Every once in a while I come to LessWrong because I want to read more interesting things and have more interesting discussions on the Internet. I've found it a lot easier to spend time on Reddit (having removed all the drivel) and dredging through Quora to find actually insightful content (seriously, do they have any sort of actual organization system for me to find reading material?) in the past. LessWrong's discussions have seemed slightly inaccessible, so maybe posting an introduction like I'm supposed to will set in motion my figuring out how this community works.
I'm interested in a lot of things here, but especially physics and mathematics. I would use the word "metaphysics" but it's been appropriated for a lot of things that aren't actually meta-physics like I mean. Maybe I want "meta-mathematics"? Anyway, I'm really keen on the theory behind physical laws and on attempts at reformulating math and physics into more lucid and intuitive systems. Some of my reading material (I won't say research, but ... maybe I should say research) recently has been on geometric algebra, re-axiomizing set theory, foundations and interpretations of quantum mechanics, reformulations of relativity, quantum field theory's interpretation, things like that. I have a permanent distaste for spinors and all the math we don't try to justify with intuition when teaching physics, so I've spent a lot of my last few years studying those.
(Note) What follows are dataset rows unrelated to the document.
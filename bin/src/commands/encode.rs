//! Encode command implementation.
//!
//! Reads `timestamp,bid,ask` rows from a CSV file and writes them as a QCB
//! stream.

use crate::display::{format_bytes, tick_spinner};
use anyhow::{Context, Result};
use qcb_lib::prelude::*;
use serde::{Deserialize, Deserializer};
use std::io::{Read, Write};
use std::path::Path;

/// One input row. Extra columns are ignored.
#[derive(Debug, Deserialize)]
struct Row {
    timestamp: i64,
    #[serde(deserialize_with = "exact_decimal")]
    bid: Decimal,
    #[serde(deserialize_with = "exact_decimal")]
    ask: Decimal,
}

/// Parses the field text directly so no price passes through `f64`.
fn exact_decimal<'de, D: Deserializer<'de>>(
    deserializer: D,
) -> std::result::Result<Decimal, D::Error> {
    let text = String::deserialize(deserializer)?;
    text.parse().map_err(serde::de::Error::custom)
}

/// Encode the CSV at `input` into a QCB file at `output`.
pub(crate) fn encode(input: &Path, output: &Path, header: Header, quiet: bool) -> Result<()> {
    let source = std::fs::File::open(input)
        .with_context(|| format!("Failed to open {}", input.display()))?;
    let writer = QcbWriter::create(output, header)
        .with_context(|| format!("Failed to create {}", output.display()))?;

    let progress = tick_spinner(quiet, "encoding")?;
    let (ticks, bytes) = encode_rows(source, writer, |_| progress.inc(1))?;
    progress.finish_with_message(format!("Encoded {ticks} ticks"));

    if !quiet {
        println!(
            "Output written to: {} ({}, {:.2} bytes/tick)",
            output.display(),
            format_bytes(bytes),
            (bytes - Header::SIZE as u64) as f64 / ticks.max(1) as f64
        );
    }
    Ok(())
}

/// Streams CSV rows from `source` into `writer`, returning the tick and byte
/// counts.
fn encode_rows<R: Read, W: Write>(
    source: R,
    mut writer: QcbWriter<W>,
    mut on_tick: impl FnMut(u64),
) -> Result<(u64, u64)> {
    let mut csv = csv::ReaderBuilder::new().trim(csv::Trim::All).from_reader(source);
    for (index, row) in csv.deserialize::<Row>().enumerate() {
        // Line 1 is the header row.
        let line = index + 2;
        let row = row.with_context(|| format!("Invalid row at line {line}"))?;
        writer
            .write_tick(row.timestamp, row.bid, row.ask)
            .with_context(|| format!("Cannot encode row at line {line}"))?;
        on_tick(writer.ticks_written());
    }

    let ticks = writer.ticks_written();
    let bytes = writer.bytes_written();
    writer.finish().context("Failed to flush output")?;
    tracing::info!(ticks, bytes, "Encoded QCB stream");
    Ok((ticks, bytes))
}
I was really intrigued by the articles/blog posts? on what proofs actually mean and causality a few months ago; that's when I started reading the site. I've spent the better part of the last year sifting through all kinds of math ideas related to reinterpretations or 'fundamental' insights, so I hope hanging around here can expose me to some more.
Oh, and I've spent a good amount of time on the Internet refuting crackpots who think they solved physics, so I, um, promise I'm not one.
I'm a programmer by trade and have a good interest in revolutionary (or just convenient) software projects and disruptive ideas and really naive, idealist world-changing ideas, which is fun.
I have read some of the sequences and such but - I guess I'm a rationalist at heart already, maybe because I've studied lots of logic and such, but a lot of it of the basic stuff seemed pretty apparent to me. I was already up to speed on Bayes and quantum mechanics, for example, and never considered anything other than atheism. And I already optimize and try to look at life in terms of expected payoffs and other very rational things like that. But, it's possible I've missed a lot of the material here - I find navigating the site to be pretty unintuitive.
I'm based in Seattle and I hope to go to the meetups if they... ever happen again. I mostly just like talking to smart people; I find it makes my brain work better - as if there's some sort of 'conversation mode' which hypercharges my creativity.
Oh, and I have a blog: http://ajkjk.com/blog/. I'm slightly terrified of linking it; it's the first time I've shown it to anyone but friends. It only has 6 posts so far. I've written a lot more but deleted/hid them until they're cleaned up.
Welcome. There are some e-reader format and pdf versions of the Sequences that may be easier to navigate.